Hunter (left) and Emmett Athearn walked along Rogers Path yesterday as they carried new flags for a veteran’s gravesite at a Martha’s Vineyard cemetery.
(Steve Haines for The Boston Globe)
Wrangling over ancient ways
Judge preserves public’s right to island pathway
Hunter (left) and Emmett Athearn walked along Rogers Path yesterday as they carried new flags for a veteran’s gravesite at a Martha’s Vineyard cemetery.
(Steve Haines for The Boston Globe)
Every Veterans Day and Memorial Day, and once or twice in between, Brian Athearn and his two young sons walk a narrow, grassy path to a tiny, half-forgotten Martha’s Vineyard cemetery. There, the boys salute before a lone veteran’s grave, and their father - the veterans’ graves officer for the town of West Tisbury, and a descendant of one of the Vineyard’s original settlers - plants a small American flag.

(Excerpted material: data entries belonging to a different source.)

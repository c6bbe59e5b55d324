//! Property tests for coercion, aggregation, and configuration normalization.

use powermix::calc::aggregate::{aggregate, round_to_precision};
use powermix::calc::coerce::{NumberLike, coerce};
use powermix::calc::units::{PowerUnit, normalize_unit, to_watts};
use powermix::config::DerivationConfig;
use proptest::prelude::*;

fn reading() -> impl Strategy<Value = NumberLike> {
    prop_oneof![
        Just(NumberLike::Absent),
        (-1.0e6..1.0e6f64).prop_map(NumberLike::from),
        (-100_000i64..100_000).prop_map(NumberLike::from),
        (-1.0e6..1.0e6f64).prop_map(|v| NumberLike::from(format!(" {v} "))),
        prop::sample::select(vec!["unknown", "Unavailable", "NONE", "nan", "n/a", ""])
            .prop_map(NumberLike::from),
        any::<bool>().prop_map(NumberLike::from),
    ]
}

proptest! {
    #[test]
    fn coerce_never_panics_on_arbitrary_text(text in ".*") {
        let _ = coerce(&NumberLike::from(text));
    }

    #[test]
    fn normalize_unit_is_total_over_arbitrary_labels(text in ".*") {
        let unit = normalize_unit(Some(text.as_str()));
        let label = text.trim().to_lowercase();
        let expected = match label.as_str() {
            "kw" | "kilowatt" | "kilowatts" => Some(PowerUnit::Kilowatt),
            "w" | "watt" | "watts" => Some(PowerUnit::Watt),
            _ => None,
        };
        prop_assert_eq!(unit, expected);
    }

    #[test]
    fn boolean_parts_count_as_one_or_zero(main in -1.0e6..1.0e6f64, flag in any::<bool>()) {
        let parts = [NumberLike::from(flag)];
        let expected = aggregate(&NumberLike::from(main), &[NumberLike::from(f64::from(u8::from(flag)))], true);
        prop_assert_eq!(aggregate(&NumberLike::from(main), &parts, true), expected);
    }

    #[test]
    fn clamped_remainder_is_never_negative(
        main in reading(),
        parts in prop::collection::vec(reading(), 0..8),
    ) {
        if let Some(value) = aggregate(&main, &parts, false) {
            prop_assert!(value >= 0.0);
        }
    }

    #[test]
    fn absent_main_always_gives_absent(parts in prop::collection::vec(reading(), 0..8)) {
        prop_assert_eq!(aggregate(&NumberLike::Absent, &parts, true), None);
        prop_assert_eq!(aggregate(&NumberLike::from("unavailable"), &parts, false), None);
    }

    #[test]
    fn signed_remainder_matches_difference(
        main in -1.0e6..1.0e6f64,
        parts in prop::collection::vec(-1.0e5..1.0e5f64, 0..8),
    ) {
        let inputs: Vec<NumberLike> = parts.iter().copied().map(NumberLike::from).collect();
        let expected = main - parts.iter().sum::<f64>();
        let value = aggregate(&NumberLike::from(main), &inputs, true);
        prop_assert!(value.is_some());
        let diff = (value.unwrap_or(f64::NAN) - expected).abs();
        prop_assert!(diff <= 0.0005 + 1e-6, "diff {} too large", diff);
    }

    #[test]
    fn rounding_is_idempotent(value in -1.0e9..1.0e9f64) {
        let once = round_to_precision(value);
        prop_assert_eq!(round_to_precision(once), once);
    }

    #[test]
    fn kilowatts_scale_by_one_thousand(value in -1.0e4..1.0e4f64) {
        let reading = to_watts(&NumberLike::from(value), Some(" KW "));
        prop_assert_eq!(reading.value, Some(value * 1000.0));
        prop_assert_eq!(reading.unit.as_deref(), Some("W"));
    }

    #[test]
    fn derivation_excludes_main_and_repeats(
        main in "sensor\\.[a-c]",
        consumers in prop::collection::vec("sensor\\.[a-e]", 0..10),
        producers in prop::collection::vec("sensor\\.[a-e]", 0..10),
    ) {
        let cfg = DerivationConfig::new(&main, &consumers, &producers, "");
        for list in [cfg.consumers(), cfg.producers()] {
            prop_assert!(list.iter().all(|id| id != &main));
            let mut sorted = list.to_vec();
            sorted.sort();
            sorted.dedup();
            prop_assert_eq!(sorted.len(), list.len());
        }
        prop_assert_eq!(cfg.allow_negative(), !cfg.producers().is_empty());
        prop_assert_eq!(cfg.prefix(), "Powermix");
    }
}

The scene is steeped in the tradition of another time, and so is the route they take to get there.
Rogers Path, one of many unpaved “ancient ways’’ that wind through the Vineyard’s woodsy interior, was used by generations of islanders to travel on foot or by cart between island settlements. A court decision last month, issued after a challenge by neighbors set off years of legal wrangling, ensures that the public may continue to use it.

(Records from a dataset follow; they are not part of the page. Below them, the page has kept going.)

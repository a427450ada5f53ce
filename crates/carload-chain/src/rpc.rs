//! JSON-RPC 2.0 log client.

use async_trait::async_trait;
use serde::Deserialize;
use serde::de::DeserializeOwned;
use serde_json::json;
use url::Url;

use crate::{ChainError, ChainResult};

/// One contract log as returned by `eth_getLogs`, before decoding.
#[derive(Debug, Clone, Deserialize)]
#[serde(rename_all = "camelCase")]
pub struct RawLog {
    /// Indexed topics, signature hash first.
    pub topics: Vec<String>,
    /// ABI-encoded non-indexed fields, 0x-hex.
    pub data: String,
    /// Block the log was mined in, as a hex quantity; pending logs omit it.
    #[serde(default)]
    pub block_number: Option<String>,
    /// Transaction that emitted the log.
    #[serde(default)]
    pub transaction_hash: Option<String>,
    /// Set when the log was reorged out; such logs are dropped.
    #[serde(default)]
    pub removed: bool,
}

/// Read access to contract logs.
///
/// The production implementation is [`RpcClient`]; tests substitute a fake
/// so watcher behaviour is exercised without a live endpoint.
#[async_trait]
pub trait LogClient: Send + Sync {
    /// Current chain head block number.
    ///
    /// # Errors
    ///
    /// Returns an error when the endpoint cannot be reached or answers with
    /// something other than a block quantity.
    async fn latest_block(&self) -> ChainResult<u64>;

    /// Matching logs in the inclusive block range `from..=to`.
    ///
    /// # Errors
    ///
    /// Returns an error when the endpoint cannot be reached or rejects the
    /// filter.
    async fn logs(&self, from: u64, to: u64) -> ChainResult<Vec<RawLog>>;
}

/// JSON-RPC client scoped to one contract and one event topic.
#[derive(Debug, Clone)]
pub struct RpcClient {
    http: reqwest::Client,
    endpoint: Url,
    contract_address: String,
    topic: String,
}

impl RpcClient {
    /// Create a client filtering logs to `contract_address` and `topic`.
    #[must_use]
    pub const fn new(
        http: reqwest::Client,
        endpoint: Url,
        contract_address: String,
        topic: String,
    ) -> Self {
        Self {
            http,
            endpoint,
            contract_address,
            topic,
        }
    }

    async fn call<T: DeserializeOwned + Default>(
        &self,
        method: &'static str,
        params: serde_json::Value,
    ) -> ChainResult<T> {
        let body = json!({
            "jsonrpc": "2.0",
            "id": 1,
            "method": method,
            "params": params,
        });
        let envelope: RpcEnvelope<T> = self
            .http
            .post(self.endpoint.clone())
            .json(&body)
            .send()
            .await
            .map_err(|source| ChainError::Transport { method, source })?
            .error_for_status()
            .map_err(|source| ChainError::Transport { method, source })?
            .json()
            .await
            .map_err(|source| ChainError::Transport { method, source })?;

        if let Some(error) = envelope.error {
            return Err(ChainError::Rpc {
                method,
                code: error.code,
                message: error.message,
            });
        }
        envelope
            .result
            .ok_or(ChainError::MissingResult { method })
    }
}

#[async_trait]
impl LogClient for RpcClient {
    async fn latest_block(&self) -> ChainResult<u64> {
        let quantity: String = self.call("eth_blockNumber", json!([])).await?;
        crate::decode::quantity_to_u64(&quantity, "block_number")
    }

    async fn logs(&self, from: u64, to: u64) -> ChainResult<Vec<RawLog>> {
        let filter = json!([{
            "address": self.contract_address,
            "topics": [self.topic],
            "fromBlock": format!("{from:#x}"),
            "toBlock": format!("{to:#x}"),
        }]);
        self.call("eth_getLogs", filter).await
    }
}

#[derive(Debug, Deserialize)]
struct RpcEnvelope<T> {
    #[serde(default)]
    result: Option<T>,
    #[serde(default)]
    error: Option<RpcErrorBody>,
}

#[derive(Debug, Deserialize)]
struct RpcErrorBody {
    code: i64,
    message: String,
}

Proponents said the ruling sets an important precedent, at a time of increased conflict between users of the old cart paths and residents who have built new homes beside them.
“Now that the Vineyard is more developed, and there are more houses along the edges of these paths, there are more objections,’’ said James Lengyel, executive director of the Martha’s Vineyard Land Bank Commission. “The principle at stake was, do the public rights endure, even if a contemporary neighbor doesn’t like it, and the answer is, the rights endure.’’
Before white settlers landed in the 1600s, Martha’s Vineyard was home to native Wampanoags, who may have first established some of the oldest pathways still in use on the island. The Vineyard remained sparsely populated for centuries, its paths untouched by development, but dramatic growth began in the 1970s. From 1975 to 2000, the population doubled to nearly 15,000 people, according to the Martha’s Vineyard Commission.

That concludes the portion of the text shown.